The Widow Bentley had taken to wearing black, long-sleeved blouses and black skirts since her husband died a year earlier in the botched rebel raid on East Ridge. She’d forced her mother and daughter to do the same; the clothes hung limp on the eldest woman’s wasting frame, still and slack as a waterlogged flag.
Karina hated to see the widows in black. They struck her as relics of their own making, frozen in permanent deference to reckless or foolish or simply unfortunate men who were nonetheless dead and sealed away in the earth forever.
Husbands never wore black. Husbands were never confined to that kind of passive declaration, were never compelled to sulk across the world for the remainder of their lives, walking signposts of mourning. Husbands were permitted rage, permitted wrath, permitted to avenge their loss by marching out and inflicting on others the very same carnage once inflicted upon them. It seemed to Karina further proof that wartime was the only time the world became as simple and carnivorously liberating as it must exist at all times in men’s minds. Some of the women she met never used their own names again—she knew them only as the Widow This or the Widow That—but she’d never met a Widower Anything.
She had lived more than half her life in the South and yet often she still felt like a foreigner. She was the daughter of doctors—analytic, razor-minded natives of the Bangladeshi Isles who overcame great poverty and strife and had no time or patience for sentimental things. From a young age her parents had seen the worst of war—the northward death marches in retreat from the rising seas; the Arunachal Massacre; the four failed Springs—and had dedicated themselves to alleviating that suffering wherever they found it.
Karina’s earliest memories were of field hospitals and blood-caked bedsheets, the great thundering barrel of war. She witnessed the last of the Russian Expansion, the wars of conquest at the furthest edges of the Bouazizi. She stitched her first suture at fourteen, tied her first tourniquet at fifteen. She knew war, knew it better even than these delusional, totem-grasping widows.
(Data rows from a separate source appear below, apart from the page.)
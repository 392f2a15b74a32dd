//! Wire DTOs for the REST backend.
//!
//! DESIGN
//! ======
//! Editable records live in the `content` crate. This module adds the bits
//! only the transport needs: collection routing (`Resource`), auth payloads,
//! and the loose shapes of upload responses.

#[cfg(test)]
#[path = "types_test.rs"]
mod types_test;

use serde::de::DeserializeOwned;
use serde::{Deserialize, Serialize};
use serde_json::Value;

use content::wire::value_to_id;
use content::{CarouselSlide, Comitard, Document, MediaEntry, MediaKind, Partner, Title, UsageTag, Volunteer};

/// Backend collections addressed as `/{collection}` and `/{collection}/{id}`.
#[derive(Clone, Copy, Debug, PartialEq, Eq, Hash)]
pub enum Collection {
    Articles,
    Volunteers,
    Partner,
    Carousel,
    Titre,
    Comitard,
}

impl Collection {
    pub const ALL: [Collection; 6] =
        [Self::Articles, Self::Volunteers, Self::Partner, Self::Carousel, Self::Titre, Self::Comitard];

    /// Backend path segment.
    pub fn path(self) -> &'static str {
        match self {
            Self::Articles => "articles",
            Self::Volunteers => "volunteers",
            Self::Partner => "partner",
            Self::Carousel => "carousel",
            Self::Titre => "titre",
            Self::Comitard => "comitard",
        }
    }

    /// Console route prefix for the list page.
    pub fn route(self) -> &'static str {
        match self {
            Self::Articles => "/articles",
            Self::Volunteers => "/volunteers",
            Self::Partner => "/partners",
            Self::Carousel => "/carousel",
            Self::Titre => "/titles",
            Self::Comitard => "/comitards",
        }
    }

    /// Plural label for headings and the sidebar.
    pub fn label(self) -> &'static str {
        match self {
            Self::Articles => "Articles",
            Self::Volunteers => "Volunteers",
            Self::Partner => "Partners",
            Self::Carousel => "Carousel",
            Self::Titre => "Titles",
            Self::Comitard => "Comitards",
        }
    }

    /// Singular label for "Create X" / "Edit X".
    pub fn singular(self) -> &'static str {
        match self {
            Self::Articles => "Article",
            Self::Volunteers => "Volunteer",
            Self::Partner => "Partner",
            Self::Carousel => "Slide",
            Self::Titre => "Title",
            Self::Comitard => "Comitard",
        }
    }

    pub fn new_route(self) -> String {
        format!("{}/new", self.route())
    }

    pub fn edit_route(self, id: &str) -> String {
        format!("{}/{id}/edit", self.route())
    }
}

/// A record stored in one backend collection.
pub trait Resource: Clone + Default + PartialEq + Serialize + DeserializeOwned + Send + Sync + 'static {
    const COLLECTION: Collection;

    /// Backend identifier, absent until created.
    fn id(&self) -> Option<&str>;
}

macro_rules! resource {
    ($ty:ty, $collection:expr) => {
        impl Resource for $ty {
            const COLLECTION: Collection = $collection;

            fn id(&self) -> Option<&str> {
                self.id.as_deref()
            }
        }
    };
}

resource!(Document, Collection::Articles);
resource!(Volunteer, Collection::Volunteers);
resource!(Partner, Collection::Partner);
resource!(CarouselSlide, Collection::Carousel);
resource!(Title, Collection::Titre);
resource!(Comitard, Collection::Comitard);

/// The signed-in account as returned by `/user/me` and `/user/login`.
#[derive(Clone, Debug, Default, PartialEq, Serialize, Deserialize)]
pub struct User {
    #[serde(default, deserialize_with = "content::wire::optional_id")]
    pub id: Option<String>,
    #[serde(default)]
    pub name: Option<String>,
    #[serde(default)]
    pub email: Option<String>,
    #[serde(default)]
    pub role: Option<String>,
}

impl User {
    /// Name stamped on articles: the account name, else the email.
    pub fn display_name(&self) -> Option<&str> {
        content::fallback::first_present([self.name.as_deref(), self.email.as_deref()])
    }
}

#[derive(Clone, Debug, Serialize)]
pub struct LoginRequest {
    pub email: String,
    pub password: String,
}

#[derive(Clone, Debug, Deserialize)]
pub struct LoginResponse {
    pub token: String,
    #[serde(default)]
    pub user: Option<User>,
}

/// Body of `PATCH /files/{id}`.
#[derive(Clone, Debug, PartialEq, Serialize)]
pub struct FileUsagePatch {
    pub usage: Option<UsageTag>,
}

/// File description pulled out of an upload response.
#[derive(Clone, Debug, PartialEq)]
pub struct UploadInfo {
    pub id: Option<String>,
    pub url: String,
    pub filename: Option<String>,
    pub optimized: bool,
}

impl UploadInfo {
    /// Read the first described file: `details[0]`, else `files[0]`, else
    /// `urls[0]`. `None` when the response carries none of them.
    pub fn from_response(body: &Value) -> Option<Self> {
        let first = |key: &str| body.get(key).and_then(Value::as_array).and_then(|items| items.first());
        if let Some(info) = first("details").or_else(|| first("files")).and_then(Self::from_object) {
            return Some(info);
        }
        let url = first("urls")?.as_str()?;
        Some(Self { id: None, url: url.to_owned(), filename: None, optimized: false })
    }

    fn from_object(value: &Value) -> Option<Self> {
        let url = value.get("url")?.as_str()?.to_owned();
        let id = value.get("id").cloned().and_then(value_to_id);
        Some(Self {
            id,
            url,
            filename: value.get("filename").and_then(Value::as_str).map(str::to_owned),
            optimized: value.get("optimized").and_then(Value::as_bool).unwrap_or(false),
        })
    }

    /// Media entry for the local store. Falls back to the picked file's
    /// name and a fresh id when the server omitted them.
    pub fn into_entry(self, file_name: &str, mime: &str) -> MediaEntry {
        MediaEntry {
            id: self.id.unwrap_or_else(|| uuid::Uuid::new_v4().to_string()),
            kind: MediaKind::from_mime(mime),
            urls: vec![self.url],
            filename: Some(self.filename.unwrap_or_else(|| file_name.to_owned())),
            optimized: self.optimized,
            usage: None,
        }
    }
}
And what she understood—what none of the ones who came to touch Simon’s forehead understood—was that the misery of war represented the world’s only truly universal language. Its native speakers occupied different ends of the world, and the prayers they recited were not the same and the empty superstitions to which they clung so dearly were not the same—and yet they were. War broke them the same way, made them scared and angry and vengeful the same way. In times of peace and good fortune they were nothing alike, but stripped of these things they were kin. The universal slogan of war, she’d learned, was simple: If it had been you, you’d have done no different.
SHE LED THE WOMEN into the living room. “Something to drink?” she asked.
“Water,” Leslie said. The teenage girl slumped on the couch on the end furthest from where her mother and grandmother sat. She stared out the window at the moving river.
“We’re just happy to see Simon, sweetheart,” the Widow Bentley said. “You can bring him in now.”